Teachers as icons. Where do we start change in our education system? There’s a lot of focus on teachers…how do we better prepare teachers and how can we get the best teachers? In other countries, like Finland, the role of a teacher is universally respected, and the best and the brightest become teachers. In the US, we need to show much more effort on making the role of a teacher something we look up to, like we do with doctors, lawyers, policemen, etc. We need to think about the teaching profession as the backbone of our country and better embrace teachers in our culture. In other countries, citizens think the role of a teacher is something to aspire to, that’s not always true here in the US.
IT assessments for systems, not teachers. When we talk about education transformation and the role of technology in that, I think colleges of teaching are being thrown under the bus when people say teachers aren’t trained to embrace technology. I don’t think that’s true. If you go to any college of teaching, you’re going to see next generation learning students. They’re going to be taking e-courses, collaborating online, etc. I think when we talk about technology or IT assessment, we shouldn’t be measuring teachers’ skills on whether they can use a browser or Word document…we should be thinking about IT assessment and asking if the school is IT-ready. Do they support digital curriculum? Are they personalizing learning? Are they assessing students and progress more regularly than once a year when kids take assessment tests? Daily reflection, change and adjustments are needed. We should put more focus and rigor on IT assessments for systems and schools, not for our teachers specifically. From a learning context, schools should be assessed on the ability to serve curriculum, to do personalized learning, etc.
We have to take action now. The US used to be the world’s leader in education and our students at the top of assessment tests. We’ve witnessed other countries change and forge ahead of us. We can’t lose a generation of students to transform. We have to transform more aggressively and more holistically.

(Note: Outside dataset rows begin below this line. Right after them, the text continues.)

//! Fixed timestep simulation tick
//!
//! Core game loop that advances a session by exactly one frame. The order of
//! the playing steps matters: pickups and combat read the position already
//! corrected by platform collisions.

use serde::{Deserialize, Serialize};

use super::collision::{overlaps, resolve_platform_collision};
use super::session::Session;
use super::state::{GameEvent, Mode, ResetCause, World};

/// Input commands for a single tick (held state, not edges)
#[derive(Debug, Clone, Copy, Default, PartialEq, Eq, Serialize, Deserialize)]
pub struct TickInput {
    pub left: bool,
    pub right: bool,
    pub jump: bool,
    /// Restart from the clear screen
    pub restart: bool,
}

impl TickInput {
    /// Horizontal axis; right wins when both directions are held
    pub fn axis(&self) -> f32 {
        if self.right {
            1.0
        } else if self.left {
            -1.0
        } else {
            0.0
        }
    }
}

/// Advance the session by one fixed timestep, returning the events it emitted
pub fn tick(session: &mut Session, input: &TickInput) -> Vec<GameEvent> {
    let mut events = Vec::new();
    match session.mode {
        Mode::Playing => tick_playing(session, input, &mut events),
        Mode::Cleared => tick_cleared(session, input, &mut events),
    }
    events
}

fn tick_cleared(session: &mut Session, input: &TickInput, events: &mut Vec<GameEvent>) {
    let world = &mut session.world;
    let limit = world.tuning.flag_limit(world.goal.pole_height);
    world.goal.lower_flag(world.tuning.flag_step, limit);

    session.post_clear_ticks += 1;

    if input.restart && session.restart_ready() {
        events.push(session.reset(ResetCause::Restart));
    }
}

fn tick_playing(session: &mut Session, input: &TickInput, events: &mut Vec<GameEvent>) {
    let world = &mut session.world;

    // Input, gravity, animation
    if world.player.apply_input(input.axis(), input.jump, &world.tuning) {
        events.push(GameEvent::JumpStarted);
    }
    world.player.integrate();

    resolve_platforms(world);

    let coin_reward = collect_coins(world, events);
    session.score += coin_reward;

    let world = &mut session.world;
    for enemy in &mut world.enemies {
        enemy.patrol();
    }

    let contacts = resolve_enemy_contacts(world, events);
    session.score += contacts.stomp_bonus;
    if let Some(enemy) = contacts.hazard {
        events.push(session.reset(ResetCause::HazardHit { enemy }));
        return;
    }

    let world = &mut session.world;
    world.update_camera();
    world.clamp_player();

    // Goal
    let player_rect = world.player.rect();
    if !world.goal.reached
        && world
            .goal
            .zone_contains(player_rect.left(), player_rect.right(), world.tuning.goal_zone_width)
    {
        world.goal.reached = true;
        let coin_bonus = world.remaining_coins() as u64 * world.tuning.remaining_coin_bonus;
        session.clear_elapsed_ticks = session.elapsed_ticks;
        session.post_clear_ticks = 0;
        session.coin_bonus = coin_bonus;
        session.score += coin_bonus;
        session.mode = Mode::Cleared;
        log::info!(
            "Goal reached at tick {} - score {} (coin bonus {})",
            session.elapsed_ticks,
            session.score,
            coin_bonus
        );
        events.push(GameEvent::GoalReached { coin_bonus });
    }

    // Fell below the playfield
    if session.world.player.pos.y > session.world.tuning.screen_height {
        events.push(session.reset(ResetCause::FellOut));
        return;
    }

    session.elapsed_ticks += 1;
}

/// Push the player out of every platform in order; only a landing grounds
fn resolve_platforms(world: &mut World) {
    let player = &mut world.player;
    player.grounded = false;
    for platform in &world.platforms {
        if let Some(hit) = resolve_platform_collision(&player.rect(), player.vel, &platform.rect) {
            player.pos = hit.pos;
            player.vel = hit.vel;
            if hit.grounded {
                player.grounded = true;
            }
        }
    }
}

/// Mark coins within reach of the player's centre; returns the score earned
fn collect_coins(world: &mut World, events: &mut Vec<GameEvent>) -> u64 {
    let center = world.player.center();
    let half_width = world.player.size.x / 2.0;
    let mut reward = 0;
    for (index, coin) in world.coins.iter_mut().enumerate() {
        if coin.in_reach(center, half_width) {
            coin.collected = true;
            reward += world.tuning.coin_reward;
            log::debug!("Coin {} collected", index);
            events.push(GameEvent::CoinCollected { index });
        }
    }
    reward
}

/// Outcome of the player-enemy scan
#[derive(Debug, Default)]
struct EnemyContacts {
    stomp_bonus: u64,
    /// First enemy that touched the player without being stomped
    hazard: Option<usize>,
}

Michael Golden also posted on the GECS event and gives details on our collaboration with Cisco and Intel to transform global assessments.
Thanks for the tweet directing me to the login...I have a 17 day old son and am not as sharp as I was 18 days ago! There is a lot to unpack here.
On the fundamentals we agree: we must transform our schools. I write that as a former teacher, a teacher-teacher, an academic engaged in urban school reformation, and most importantly, as a father.
On the "whats" and "hows" we may have bigger differences, but we'll see.
1. You write: "how to get students in the US to perform better on benchmark tests to ensure they are prepared to compete globally"
There is not a single shred of research, anywhere, that links global competitiveness to test scores. In the conclusion you write: "The US used to be the world’s leader in education and our students at the top of assessment tests."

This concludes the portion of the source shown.